→ **WORK REQUEST**: Begin at the line containing "assert_eq!(request.count, Some(3));" in the data below and go on through the line containing "题目按生成的 uuid 作为记录键持久化；题干哈希通过独立的", repeating each line exactly; include both ends and no other line.

→ **SOURCE RECORDS**:

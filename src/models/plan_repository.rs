//! 学习计划仓储

use async_trait::async_trait;
use surrealdb::{Surreal, engine::any::Any};

use crate::error::{AppError, Result};
use crate::models::plan::StudyPlan;

/// 学习计划仓储 trait
#[async_trait]
pub trait PlanRepository: Send + Sync {
    /// 创建学习计划
    async fn create(&self, plan: &StudyPlan) -> Result<StudyPlan>;

    /// 根据 ID 获取计划
    async fn get_by_id(&self, id: &str) -> Result<Option<StudyPlan>>;

    /// 按用户列出计划
    async fn list_by_user(&self, user_id: &str, limit: usize, start: usize)
    -> Result<Vec<StudyPlan>>;
}

/// 学习计划仓储实现
#[derive(Clone)]
pub struct PlanRepositoryImpl {
    db: Surreal<Any>,
}

impl PlanRepositoryImpl {
    pub fn new(db: Surreal<Any>) -> Self {
        Self { db }
    }
}

#[async_trait]
impl PlanRepository for PlanRepositoryImpl {
    async fn create(&self, plan: &StudyPlan) -> Result<StudyPlan> {
        let created: Option<StudyPlan> = self
            .db
            .create(("plan", plan.id.as_str()))
            .content(plan.clone())
            .await?;

        created.ok_or_else(|| AppError::Database(format!("Failed to create plan: {}", plan.id)))
    }

    async fn get_by_id(&self, id: &str) -> Result<Option<StudyPlan>> {
        let result: Option<StudyPlan> = self.db.select(("plan", id)).await?;
        Ok(result)
    }

    async fn list_by_user(
        &self,
        user_id: &str,
        limit: usize,
        start: usize,
    ) -> Result<Vec<StudyPlan>> {
        let query = "
            SELECT * FROM plan
            WHERE user_id = $user_id
            ORDER BY created_at DESC
            LIMIT $limit START $start
        ";
        let result: Vec<StudyPlan> = self
            .db
            .query(query)
            .bind(("user_id", user_id.to_string()))
            .bind(("limit", limit))
            .bind(("start", start))
            .await?
            .take(0)?;
        Ok(result)
    }
}
//! API 处理器

pub mod grading_handler;
pub mod media_handler;
pub mod plan_handler;
pub mod practice_handler;
pub mod weakness_handler;
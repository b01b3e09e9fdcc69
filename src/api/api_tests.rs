#[cfg(test)]
mod dto_tests {
    use crate::api::dto::grading_dto::SubmitAnswersRequest;
    use crate::api::dto::practice_dto::{GeneratePracticeRequest, QuestionView};
    use crate::models::question::{GeneratedQuestion, PracticeQuestion, QuestionType};

    fn sample_question() -> PracticeQuestion {
        PracticeQuestion::from_generated(
            "plan-1",
            GeneratedQuestion {
                question: "What is 2 + 2?".to_string(),
                question_type: QuestionType::MultipleChoice,
                topic: "arithmetic".to_string(),
                difficulty: Some(1),
                choices: Some(vec!["3".into(), "4".into(), "5".into()]),
                answer: "4".to_string(),
                explanation: "Basic addition".to_string(),
                image_prompt: None,
            },
            1,
            Some("images/abc.png".to_string()),
        )
    }

    #[test]
    fn test_question_view_hides_answer_and_hash() {
        let view = QuestionView::from(sample_question());
        let json = serde_json::to_value(&view).unwrap();

        assert_eq!(json["question"], "What is 2 + 2?");
        assert_eq!(json["image_reference"], "images/abc.png");
        // 参考答案、解析与内容哈希绝不外露
        assert!(json.get("answer").is_none());
        assert!(json.get("explanation").is_none());
        assert!(json.get("content_hash").is_none());
        assert!(json.get("payload").is_none());
    }

    #[test]
    fn test_generate_request_defaults() {
        let request: GeneratePracticeRequest = serde_json::from_str("{}").unwrap();
        assert!(request.count.is_none());
        assert!(request.difficulty.is_none());
        assert!(request.weakness_mode.is_none());

        let request: GeneratePracticeRequest =
            serde_json::from_str(r#"{"count": 3, "weakness_mode": true}"#).unwrap();
        assert_eq!(request.count, Some(3));
        assert_eq!(request.weakness_mode, Some(true));
    }

    #[test]
    fn test_submit_request_shape() {
        let request: SubmitAnswersRequest = serde_json::from_str(
            r#"{"answers": [{"question_id": "q-1", "answer": "4"}]}"#,
        )
        .unwrap();
        assert_eq!(request.answers.len(), 1);
        assert_eq!(request.answers[0].question_id, "q-1");

        let empty: SubmitAnswersRequest = serde_json::from_str("{}").unwrap();
        assert!(empty.answers.is_empty());
    }
}

#[cfg(test)]
mod router_tests {
    use axum::{
        Router,
        http::{Request, StatusCode},
        routing::*,
    };
    use serde_json::json;
    use tower::ServiceExt;

    #[tokio::test]
    async fn test_practice_route_shape() {
        let app = Router::new().route(
            "/api/v1/plans/:id/practice",
            post(|| async { (StatusCode::OK, r#"{"plan_id":"p1","questions":[],"count":0}"#) }),
        );

        let response = app
            .oneshot(
                Request::builder()
                    .method("POST")
                    .uri("/api/v1/plans/p1/practice")
                    .header("Content-Type", "application/json")
                    .body(json!({"count": 3}).to_string())
                    .unwrap(),
            )
            .await
            .unwrap();

        assert_eq!(response.status(), StatusCode::OK);
    }

    #[tokio::test]
    async fn test_weakness_route_shape() {
        let app = Router::new().route(
            "/api/v1/plans/:id/weakness",
            get(|| async { (StatusCode::OK, r#"{"topics":[],"recommended":[]}"#) }),
        );

        let response = app
            .oneshot(
                Request::builder()
                    .method("GET")
                    .uri("/api/v1/plans/p1/weakness")
                    .body(String::new())
                    .unwrap(),
            )
            .await
            .unwrap();

        assert_eq!(response.status(), StatusCode::OK);
    }
}
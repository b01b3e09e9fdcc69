//! 题目仓储
//!
//! 题目按生成的 uuid 作为记录键持久化；题干哈希通过独立的
//! `question_hash` 声明表做存储级去重，并发下的重复插入会以
//! "already exists" 的形式暴露并被当作重复跳过。

use async_trait::async_trait;
use chrono::{DateTime, Utc};
use serde::{Deserialize, Serialize};
use surrealdb::{Surreal, engine::any::Any};

use crate::error::{AppError, Result};
use crate::models::question::PracticeQuestion;

/// 哈希占位记录（question_hash 表的内容）
#[derive(Debug, Serialize, Deserialize)]
struct HashClaim {
    question_id: String,
    created_at: DateTime<Utc>,
}

/// 题目仓储 trait
#[async_trait]
pub trait QuestionRepository: Send + Sync {
    /// 持久化题目，题干哈希已存在时返回 false（不写入）
    async fn create_if_new(&self, question: &PracticeQuestion) -> Result<bool>;

    /// 题干哈希是否已存在
    async fn exists_by_hash(&self, content_hash: &str) -> Result<bool>;

    /// 根据题目 ID 获取
    async fn get_by_question_id(&self, question_id: &str) -> Result<Option<PracticeQuestion>>;

    /// 批量获取，缺失的 ID 静默跳过
    async fn get_many(&self, question_ids: &[String]) -> Result<Vec<PracticeQuestion>>;

    /// 按计划列出题目
    async fn list_by_plan(
        &self,
        plan_id: &str,
        limit: usize,
        start: usize,
    ) -> Result<Vec<PracticeQuestion>>;

    /// 按计划统计题目数量
    async fn count_by_plan(&self, plan_id: &str) -> Result<u64>;
}

/// 题目仓储实现
#[derive(Clone)]
pub struct QuestionRepositoryImpl {
    db: Surreal<Any>,
}

impl QuestionRepositoryImpl {
    pub fn new(db: Surreal<Any>) -> Self {
        Self { db }
    }

    /// 占位题干哈希，已被占位时返回 false
    async fn claim_hash(&self, question: &PracticeQuestion) -> Result<bool> {
        let claim = HashClaim {
            question_id: question.id.clone(),
            created_at: Utc::now(),
        };

        let created: std::result::Result<Option<HashClaim>, surrealdb::Error> = self
            .db
            .create(("question_hash", question.content_hash.as_str()))
            .content(claim)
            .await;

        match created {
            Ok(Some(_)) => Ok(true),
            Ok(None) => Ok(false),
            // 记录键冲突即并发重复，按"已存在，跳过"处理
            Err(e) if e.to_string().contains("already exists") => Ok(false),
            Err(e) => Err(e.into()),
        }
    }
}

#[async_trait]
impl QuestionRepository for QuestionRepositoryImpl {
    async fn create_if_new(&self, question: &PracticeQuestion) -> Result<bool> {
        if !self.claim_hash(question).await? {
            return Ok(false);
        }

        let created: Option<PracticeQuestion> = self
            .db
            .create(("question", question.id.as_str()))
            .content(question.clone())
            .await?;

        created
            .map(|_| true)
            .ok_or_else(|| AppError::Database(format!("Failed to create question: {}", question.id)))
    }

    async fn exists_by_hash(&self, content_hash: &str) -> Result<bool> {
        let claim: Option<HashClaim> = self.db.select(("question_hash", content_hash)).await?;
        Ok(claim.is_some())
    }

    async fn get_by_question_id(&self, question_id: &str) -> Result<Option<PracticeQuestion>> {
        let result: Option<PracticeQuestion> = self.db.select(("question", question_id)).await?;
        Ok(result)
    }

    async fn get_many(&self, question_ids: &[String]) -> Result<Vec<PracticeQuestion>> {
        let mut questions = Vec::with_capacity(question_ids.len());

        for id in question_ids {
            if let Some(question) = self.get_by_question_id(id).await? {
                questions.push(question);
            }
        }

        Ok(questions)
    }

    async fn list_by_plan(
        &self,
        plan_id: &str,
        limit: usize,
        start: usize,
    ) -> Result<Vec<PracticeQuestion>> {
        let query = "
            SELECT * FROM question
            WHERE plan_id = $plan_id
            ORDER BY created_at DESC
            LIMIT $limit START $start
        ";
        let result: Vec<PracticeQuestion> = self
            .db
            .query(query)
            .bind(("plan_id", plan_id.to_string()))
            .bind(("limit", limit))
            .bind(("start", start))
            .await?
            .take(0)?;
        Ok(result)
    }

    async fn count_by_plan(&self, plan_id: &str) -> Result<u64> {
        let query = "
            SELECT count() FROM question
            WHERE plan_id = $plan_id
            GROUP ALL
        ";
        let result: Vec<serde_json::Value> = self
            .db
            .query(query)
            .bind(("plan_id", plan_id.to_string()))
            .await?
            .take(0)?;
        Ok(result
            .first()
            .and_then(|v| v.get("count"))
            .and_then(|c| c.as_u64())
            .unwrap_or(0))
    }
}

→ **SOLUTION FOR THIS PROBLEM**:
        assert_eq!(request.count, Some(3));
        assert_eq!(request.weakness_mode, Some(true));
    }

    #[test]
    fn test_submit_request_shape() {
        let request: SubmitAnswersRequest = serde_json::from_str(
            r#"{"answers": [{"question_id": "q-1", "answer": "4"}]}"#,
        )
        .unwrap();
        assert_eq!(request.answers.len(), 1);
        assert_eq!(request.answers[0].question_id, "q-1");

        let empty: SubmitAnswersRequest = serde_json::from_str("{}").unwrap();
        assert!(empty.answers.is_empty());
    }
}

#[cfg(test)]
mod router_tests {
    use axum::{
        Router,
        http::{Request, StatusCode},
        routing::*,
    };
    use serde_json::json;
    use tower::ServiceExt;

    #[tokio::test]
    async fn test_practice_route_shape() {
        let app = Router::new().route(
            "/api/v1/plans/:id/practice",
            post(|| async { (StatusCode::OK, r#"{"plan_id":"p1","questions":[],"count":0}"#) }),
        );

        let response = app
            .oneshot(
                Request::builder()
                    .method("POST")
                    .uri("/api/v1/plans/p1/practice")
                    .header("Content-Type", "application/json")
                    .body(json!({"count": 3}).to_string())
                    .unwrap(),
            )
            .await
            .unwrap();

        assert_eq!(response.status(), StatusCode::OK);
    }

    #[tokio::test]
    async fn test_weakness_route_shape() {
        let app = Router::new().route(
            "/api/v1/plans/:id/weakness",
            get(|| async { (StatusCode::OK, r#"{"topics":[],"recommended":[]}"#) }),
        );

        let response = app
            .oneshot(
                Request::builder()
                    .method("GET")
                    .uri("/api/v1/plans/p1/weakness")
                    .body(String::new())
                    .unwrap(),
            )
            .await
            .unwrap();

        assert_eq!(response.status(), StatusCode::OK);
    }
}
repository b01b3e09e9fdcc69
//! 题目仓储
//!
//! 题目按生成的 uuid 作为记录键持久化；题干哈希通过独立的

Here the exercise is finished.